In a February New York Times article entitled, "Uncovering the Perks of Albany's Fallen G.O.P." we learned that the state GOP, under the leadership of the now-exiled Joe Bruno, used the senate coffers in a manner that would make even the most jaded political observer cringe. The senate GOP had its own illegal television studio set aside for the production of cable news shows, all the while keeping Democrats in the dark as to its existence; Bruno's office hoarded more than 800 parking spaces within the capitol district, while doling out a mere 30 to the opposition party; there was even a truck known as the "Bruno-mobile," a custom GMC van that had a conference table and swiveling captain's chairs. None of these perks ever made it onto the opposition's radar screen.
But why stop with the GOP? How many skeletons are in the closet of Assembly Speaker Sheldon Silver? Many New Yorkers would like to find out. While there are currently no accusations of wrongdoing against the Speaker, there can be no doubt that the Democratic Party here in New York has its share of corrupt individuals. State Senator Pedro Espada, Jr., the recently-defected Democrat and new Senate President — the man who, with no current lieutenant governor, would inherit the governor's mansion if something were to happen to David Paterson — is also coming under fire for alleged corruption.

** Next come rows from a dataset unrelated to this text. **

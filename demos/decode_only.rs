//! Decode canned SSE payloads without any network access.
//!
//! Usage:
//!   `cargo run --example decode_only`

use llm_bridge::translate::anthropic::AnthropicDecoder;
use llm_bridge::translate::openai_chat::OpenAiChatDecoder;
use llm_bridge::{build_request, decode_lines, GenerateOptions, Message, Vendor};
use serde_json::json;

fn main() -> anyhow::Result<()> {
    // What goes out: the same conversation in two wire formats
    let messages = [Message::system("Be brief."), Message::user("Weather in Oslo?")];
    let options = GenerateOptions::new("demo-model");
    for vendor in [Vendor::OpenAiChat, Vendor::Google] {
        let body = build_request(vendor, &messages, &options)?;
        println!("{vendor} request:\n{}\n", serde_json::to_string_pretty(&body)?);
    }

    // What comes back: an OpenAI Chat stream with a fragmented tool call
    let chat_lines = [
        json!({"choices": [{"delta": {"tool_calls": [
            {"index": 0, "id": "call_1", "function": {"name": "get_weather", "arguments": "{\"city\":"}}
        ]}}]}),
        json!({"choices": [{"delta": {"tool_calls": [{"index": 0, "function": {"arguments": " \"Oslo\"}"}}]}}]}),
        json!({"choices": [{"delta": {}, "finish_reason": "tool_calls"}]}),
    ]
    .map(|v| v.to_string());

    println!("OpenAI Chat chunks:");
    for chunk in decode_lines(chat_lines, OpenAiChatDecoder::new()) {
        println!("  {}", serde_json::to_string(&chunk?)?);
    }

    // Anthropic streams can carry a fatal error event
    let anthropic_lines = [
        json!({"type": "content_block_delta", "index": 0, "delta": {"type": "text_delta", "text": "Looking"}}),
        json!({"type": "error", "error": {"type": "overloaded_error", "message": "Overloaded"}}),
    ]
    .map(|v| v.to_string());

    println!("\nAnthropic chunks:");
    for result in decode_lines(anthropic_lines, AnthropicDecoder::new()) {
        match result {
            Ok(chunk) => println!("  {}", serde_json::to_string(&chunk)?),
            Err(e) => println!("  stream aborted: {e}"),
        }
    }

    Ok(())
}
//! Request building and stream decoding for every supported vendor.
//!
//! Outbound, [`request`] turns the unified message list into a vendor body.
//! Inbound, one decoder per vendor consumes SSE payload lines and keeps a
//! [`state::UnifiedStreamState`] up to date, yielding [`types::UnifiedChunk`]s.
//! Nothing in here performs I/O.

pub mod anthropic;
pub mod anthropic_types;
pub mod google;
pub mod google_types;
pub mod openai_chat;
pub mod openai_responses;
pub mod openai_types;
pub mod request;
pub mod state;
pub mod streaming;
pub mod types;
//! Wire types for the Gemini `generateContent` / `streamGenerateContent` API.
//!
//! Every SSE payload is a whole `GenerateContentResponse`; there is no
//! per-event type tag as with the other vendors.

use serde::{Deserialize, Serialize};

use super::types::Usage;

#[derive(Debug, Clone, Serialize)]
#[serde(rename_all = "camelCase")]
pub struct GenerateContentRequest {
    pub contents: Vec<Content>,
    #[serde(skip_serializing_if = "Option::is_none")]
    pub system_instruction: Option<Content>,
    #[serde(skip_serializing_if = "Option::is_none")]
    pub generation_config: Option<GenerationConfig>,
    #[serde(skip_serializing_if = "Option::is_none")]
    pub tools: Option<Vec<GoogleTool>>,
}

#[derive(Debug, Clone, Default, Serialize)]
#[serde(rename_all = "camelCase")]
pub struct GenerationConfig {
    #[serde(skip_serializing_if = "Option::is_none")]
    pub max_output_tokens: Option<u64>,
    #[serde(skip_serializing_if = "Option::is_none")]
    pub temperature: Option<f64>,
    #[serde(skip_serializing_if = "Option::is_none")]
    pub top_p: Option<f64>,
    #[serde(skip_serializing_if = "Option::is_none")]
    pub stop_sequences: Option<Vec<String>>,
    #[serde(skip_serializing_if = "Option::is_none")]
    pub thinking_config: Option<ThinkingConfig>,
}

impl GenerationConfig {
    fn is_empty(&self) -> bool {
        self.max_output_tokens.is_none()
            && self.temperature.is_none()
            && self.top_p.is_none()
            && self.stop_sequences.is_none()
            && self.thinking_config.is_none()
    }

    /// `None` when nothing was configured, so the field is omitted entirely.
    #[must_use]
    pub fn into_option(self) -> Option<Self> {
        (!self.is_empty()).then_some(self)
    }
}

#[derive(Debug, Clone, Serialize)]
#[serde(rename_all = "camelCase")]
pub struct ThinkingConfig {
    pub thinking_budget: u64,
    pub include_thoughts: bool,
}

#[derive(Debug, Clone, Serialize)]
#[serde(rename_all = "camelCase")]
pub struct GoogleTool {
    pub function_declarations: Vec<FunctionDeclaration>,
}

#[derive(Debug, Clone, Serialize)]
pub struct FunctionDeclaration {
    pub name: String,
    #[serde(skip_serializing_if = "Option::is_none")]
    pub description: Option<String>,
    pub parameters: serde_json::Value,
}

// ---------------------------------------------------------------------------
// Shared between request and response
// ---------------------------------------------------------------------------

#[derive(Debug, Clone, Default, Serialize, Deserialize)]
pub struct Content {
    #[serde(default, skip_serializing_if = "Option::is_none")]
    pub role: Option<String>, // "user" | "model"
    #[serde(default)]
    pub parts: Vec<Part>,
}

#[derive(Debug, Clone, Default, Serialize, Deserialize)]
#[serde(rename_all = "camelCase")]
pub struct Part {
    #[serde(default, skip_serializing_if = "Option::is_none")]
    pub text: Option<String>,
    /// Marks `text` as a thought summary rather than answer text.
    #[serde(default, skip_serializing_if = "Option::is_none")]
    pub thought: Option<bool>,
    #[serde(default, skip_serializing_if = "Option::is_none")]
    pub function_call: Option<FunctionCall>,
    #[serde(default, skip_serializing_if = "Option::is_none")]
    pub function_response: Option<FunctionResponse>,
}

impl Part {
    pub fn text(text: impl Into<String>) -> Self {
        Self {
            text: Some(text.into()),
            ..Self::default()
        }
    }
}

#[derive(Debug, Clone, Serialize, Deserialize)]
pub struct FunctionCall {
    #[serde(default, skip_serializing_if = "Option::is_none")]
    pub id: Option<String>,
    pub name: String,
    #[serde(default)]
    pub args: serde_json::Value,
}

#[derive(Debug, Clone, Serialize, Deserialize)]
pub struct FunctionResponse {
    pub name: String,
    pub response: serde_json::Value,
}

// ---------------------------------------------------------------------------
// Response types
// ---------------------------------------------------------------------------

#[derive(Debug, Clone, Default, Deserialize)]
#[serde(rename_all = "camelCase")]
pub struct GenerateContentResponse {
    #[serde(default)]
    pub candidates: Option<Vec<Candidate>>,
    #[serde(default)]
    pub usage_metadata: Option<UsageMetadata>,
}

#[derive(Debug, Clone, Default, Deserialize)]
#[serde(rename_all = "camelCase")]
pub struct Candidate {
    #[serde(default)]
    pub content: Option<Content>,
    #[serde(default)]
    pub finish_reason: Option<String>,
}

#[derive(Debug, Clone, Default, Deserialize)]
#[serde(rename_all = "camelCase")]
pub struct UsageMetadata {
    #[serde(default)]
    pub prompt_token_count: Option<u64>,
    #[serde(default)]
    pub candidates_token_count: Option<u64>,
    #[serde(default)]
    pub total_token_count: Option<u64>,
    #[serde(default)]
    pub cached_content_token_count: Option<u64>,
    #[serde(default)]
    pub thoughts_token_count: Option<u64>,
}

impl UsageMetadata {
    #[must_use]
    pub fn to_usage(&self) -> Usage {
        Usage {
            input_tokens: self.prompt_token_count,
            output_tokens: self.candidates_token_count,
            total_tokens: self.total_token_count,
            reasoning_tokens: self.thoughts_token_count,
            cache_tokens: self.cached_content_token_count,
            ..Usage::default()
        }
    }
}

Both the New York Times and New York Daily News have outlined details of $2 million worth of earmarks Espada had asked for, but fortunately didn't receive, that were to go to Bronx charities that have close ties to the senator.
It seems that both parties have plenty to hide — and plenty that would make the electorate steaming mad.
So, what to do about this? Well, the state assembly could certainly use a shakeup, no doubt about it. But then what? Can Humpty Dumpty be put back together again, or is state government hopelessly broken? While we seem to have it a bit better that California, our problems are far more systemic, requiring major surgery to overhaul.
One idea floated recently by Buffalo activist and perennial GOP primary candidate Leonard Roberto would be to scrap the current state constitution. Roberto, and his group Project 2010, would like to hold a constitutional convention next year in order to renovate state government from the ground floor up. While we may not agree entirely with Mr. Roberto's political platform, we believe that this idea is, at the very least, intriguing and worthy of discussion.
And the fact remains that something has to be done, soon, or New York could follow California to the edge of the political abyss.